Daher liegt nach der Facharztausbildung oft der Weg in die Wahlarztpraxis nahe, da dort Honorare und Zeiteinteilung selbst bestimmt werden können. "Das Kassen-Finanzierungsmodell ist überholt, veraltet und viel zu kompliziert. Es braucht dringend eine Überarbeitung, um es wieder attraktiv zu machen - auch was die Tarife betrifft", sagt der ÖGKJ-Generalsekretär. Der Tarif für eine Mutter-Kind-Pass-Untersuchung wurde seit 1994 nicht mehr angepasst, sondern lediglich von Schilling in Euro umgerechnet. Dabei ist diese Untersuchung eine der wichtigsten Leistungen bei Kinderärzten und Gynäkologen.
Manche Kassenärzte haben bereits Aufnahme-Stopp, weil sie an den Grenzen ihrer Kapazitäten sind. Bei 70 bis 80 Patienten pro Tag bleibt für den Einzelnen nicht viel Zeit. Dabei ist gerade Zeit für Gespräche in der Medizin sehr wichtig. Am schlimmsten, sagt Kerbl, sei die Situation in Niederösterreich: "Dort kann ein Drittel der Kassenplätze nicht besetzt werden."
Das Karussell der Zuständigkeit
Bereits 2020 habe man laut Kerbl in einer Pressekonferenz auf den Missstand aufmerksam gemacht, aber die Pandemie hat alle anderen Probleme in den Schatten gestellt. Die Österreichische Gesundheitskasse fühlt sich demnach nicht zuständig, weil das Sache des Familienministeriums sei. Die Gelder kämen aus dem Familienlastenausgleichsfond, den das Familienministerium über hat. "Wir bemühen uns seit fast einem Jahr um einen Termin im Familienministerium, ohne eine Rückmeldung zu bekommen – auch auf mehrfache Anfrage kam bisher keine Antwort", beklagt Kerbl.
Das Familienministerium verweist auf das Gesundheitsministerium, weil zuständig für medizinische Leistungen. Die wiederum verweisen auf den Familienlastenausgleichsfond des Familienministeriums. So geht der Ball hin und her – ohne Ergebnis.
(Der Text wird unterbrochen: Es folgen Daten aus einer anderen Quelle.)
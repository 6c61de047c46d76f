use serde::{Deserialize, Serialize};

use crate::errors::StepError;

/// Player identifier (0 or 1).
pub type PlayerId = usize;

/// The other seat at a two-player table. `player` must be 0 or 1.
pub fn opponent(player: PlayerId) -> PlayerId {
    1 - player
}

/// Winners declared for a game together with the reason shown to players.
#[derive(Debug, Clone, Eq, PartialEq, Serialize, Deserialize)]
pub struct Winners {
    pub players: Vec<PlayerId>,
    pub reason: String,
}

/// Outcome record owned by the game engine.
///
/// `done` is only ever written by the game itself; wagering reaches the
/// record through [`Environment::set_winners`].
#[derive(Debug, Clone, Default, Eq, PartialEq, Serialize, Deserialize)]
pub struct GameOutcome {
    pub done: bool,
    #[serde(default)]
    pub winners: Option<Winners>,
}

impl GameOutcome {
    pub fn in_progress() -> Self {
        Self::default()
    }

    /// Empty winner list means a draw.
    pub fn is_draw(&self) -> bool {
        self.done
            && self
                .winners
                .as_ref()
                .is_some_and(|w| w.players.is_empty())
    }
}

/// Move/observation contract shared by the game and every stage wrapped around it.
pub trait Environment {
    /// Start a fresh game.
    fn reset(&mut self);

    /// Apply `action` for the current player and report the outcome.
    fn step(&mut self, action: &str) -> Result<GameOutcome, StepError>;

    /// Current player and the observation text prepared for that player.
    ///
    /// The player id is always 0 or 1; [`crate::wager::WagerStage`] rejects
    /// anything else with [`StepError::InvalidPlayer`].
    fn observation(&self) -> (PlayerId, String);

    fn outcome(&self) -> GameOutcome;

    /// Overwrite the winners of the current game.
    fn set_winners(&mut self, players: Vec<PlayerId>, reason: String);

    /// Moves the current player may submit.
    fn legal_actions(&self) -> Vec<String>;
}
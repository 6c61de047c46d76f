use derby_cli::run;
use serde_json::Value;
use serial_test::serial;

const VARS: &[&str] = &[
    "DERBY_CONFIG",
    "DERBY_SEED",
    "DERBY_GAMES",
    "DERBY_STRATEGY_A",
    "DERBY_STRATEGY_B",
    "DERBY_HINT_A",
    "DERBY_HINT_B",
    "DERBY_LLM_ENDPOINT",
    "DERBY_LLM_MODEL",
    "DERBY_LLM_TIMEOUT_SECS",
];

fn clear_env() {
    for v in VARS {
        unsafe {
            std::env::remove_var(v);
        }
    }
}

fn set_env(key: &str, value: &str) {
    unsafe {
        std::env::set_var(key, value);
    }
}

fn cfg_json() -> (i32, Value, String) {
    let mut out: Vec<u8> = Vec::new();
    let mut err: Vec<u8> = Vec::new();
    let code = run(["derby", "cfg"], &mut out, &mut err);
    let stderr = String::from_utf8_lossy(&err).into_owned();
    let json = serde_json::from_slice(&out).unwrap_or(Value::Null);
    (code, json, stderr)
}

#[test]
#[serial]
fn cfg_shows_defaults() {
    clear_env();
    let (code, json, _) = cfg_json();
    assert_eq!(code, 0);
    assert_eq!(json["games"]["value"], 1);
    assert_eq!(json["games"]["source"], "default");
    assert_eq!(json["seed"]["value"], Value::Null);
    assert_eq!(json["strategy_a"]["value"], "random");
    assert_eq!(json["llm_timeout_secs"]["value"], 60);
    assert_eq!(json["llm_model"]["source"], "default");
}

#[test]
#[serial]
fn env_overrides_are_reported() {
    clear_env();
    set_env("DERBY_SEED", "99");
    set_env("DERBY_STRATEGY_B", "llm");
    set_env("DERBY_HINT_B", "Raise whenever you can connect three.");
    let (code, json, _) = cfg_json();
    clear_env();

    assert_eq!(code, 0);
    assert_eq!(json["seed"]["value"], 99);
    assert_eq!(json["seed"]["source"], "env");
    assert_eq!(json["strategy_b"]["value"], "llm");
    assert_eq!(json["strategy_b"]["source"], "env");
    assert_eq!(json["hint_b"]["source"], "env");
    assert_eq!(json["strategy_a"]["source"], "default");
}

#[test]
#[serial]
fn file_then_env_precedence() {
    clear_env();
    let dir = tempfile::tempdir().unwrap();
    let path = dir.path().join("derby.toml");
    std::fs::write(
        &path,
        "games = 5\nseed = 3\nllm_model = \"mistral\"\nhint_a = \"Fold when behind.\"\n",
    )
    .unwrap();
    set_env("DERBY_CONFIG", path.to_str().unwrap());
    set_env("DERBY_SEED", "4");
    let (code, json, stderr) = cfg_json();
    clear_env();

    assert_eq!(code, 0, "{}", stderr);
    assert_eq!(json["games"]["value"], 5);
    assert_eq!(json["games"]["source"], "file");
    assert_eq!(json["llm_model"]["value"], "mistral");
    assert_eq!(json["hint_a"]["value"], "Fold when behind.");
    assert_eq!(json["seed"]["value"], 4);
    assert_eq!(json["seed"]["source"], "env");
}

#[test]
#[serial]
fn invalid_values_fail_validation() {
    clear_env();
    set_env("DERBY_GAMES", "0");
    let (code, _, stderr) = cfg_json();
    assert_eq!(code, 2);
    assert!(stderr.contains("games must be >=1"));

    clear_env();
    set_env("DERBY_STRATEGY_A", "minimax");
    let (code, _, stderr) = cfg_json();
    assert_eq!(code, 2);
    assert!(stderr.contains("Unknown strategy: minimax"));

    clear_env();
    set_env("DERBY_LLM_TIMEOUT_SECS", "soon");
    let (code, _, stderr) = cfg_json();
    clear_env();
    assert_eq!(code, 2);
    assert!(stderr.contains("Invalid llm_timeout_secs"));
}

#[test]
#[serial]
fn env_config_drives_play() {
    clear_env();
    set_env("DERBY_GAMES", "2");
    set_env("DERBY_SEED", "11");
    let mut out: Vec<u8> = Vec::new();
    let mut err: Vec<u8> = Vec::new();
    let code = run(["derby", "play", "--quiet"], &mut out, &mut err);
    clear_env();

    assert_eq!(code, 0);
    let stdout = String::from_utf8_lossy(&out);
    assert!(stdout.starts_with("Seed: 11 |"));
    assert!(stdout.contains("Session: games=2"));

    // flags win over env
    set_env("DERBY_GAMES", "5");
    let mut out: Vec<u8> = Vec::new();
    let code = run(
        ["derby", "play", "--quiet", "--games", "1", "--seed", "11"],
        &mut out,
        &mut err,
    );
    clear_env();
    assert_eq!(code, 0);
    assert!(String::from_utf8_lossy(&out).contains("Session: games=1"));
}

#[test]
#[serial]
fn empty_file_hint_is_ignored() {
    clear_env();
    let dir = tempfile::tempdir().unwrap();
    let path = dir.path().join("derby.toml");
    std::fs::write(&path, "hint_a = \"\"\nhint_b = \"Call every raise.\"\n").unwrap();
    set_env("DERBY_CONFIG", path.to_str().unwrap());
    let (code, json, stderr) = cfg_json();
    clear_env();

    assert_eq!(code, 0, "{}", stderr);
    assert_eq!(json["hint_a"]["value"], Value::Null);
    assert_eq!(json["hint_a"]["source"], "default");
    assert_eq!(json["hint_b"]["value"], "Call every raise.");
    assert_eq!(json["hint_b"]["source"], "file");
}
"Die Ärztekammer ist in diesem Fall auf unserer Seite, kann aber nichts machen, wenn die beiden Ministerien sich nicht zuständig fühlen, obwohl der Gesundheitsminister gut in der Ärztekammer verankert ist." Einen Termin bei Minister Mückstein hat es bereits gegeben. Aber auch er verwies wegen Finanzierung ans Familienministerium.
2-Klassen-Medizin
Wer es sich leisten kann, geht mit seinem Sohn oder Tochter zum Wahl- oder Privatarzt. Wer sich's nicht leisten kann und keinen Termin beim Kassenarzt bekommt, geht in die Kinderambulanz. "Im Prinzip sprechen wir hier - wie auch bei Erwachsenen - von einer 2-Klassen-Medizin", meint der Mediziner. Das Spital darf niemanden unversorgt abweisen. Zumindest muss vor Ort festgestellt werden, ob ein akuter Notfall vorliegt oder ob die Beschwerden auch bei einem niedergelassenen Arzt behandelt werden können.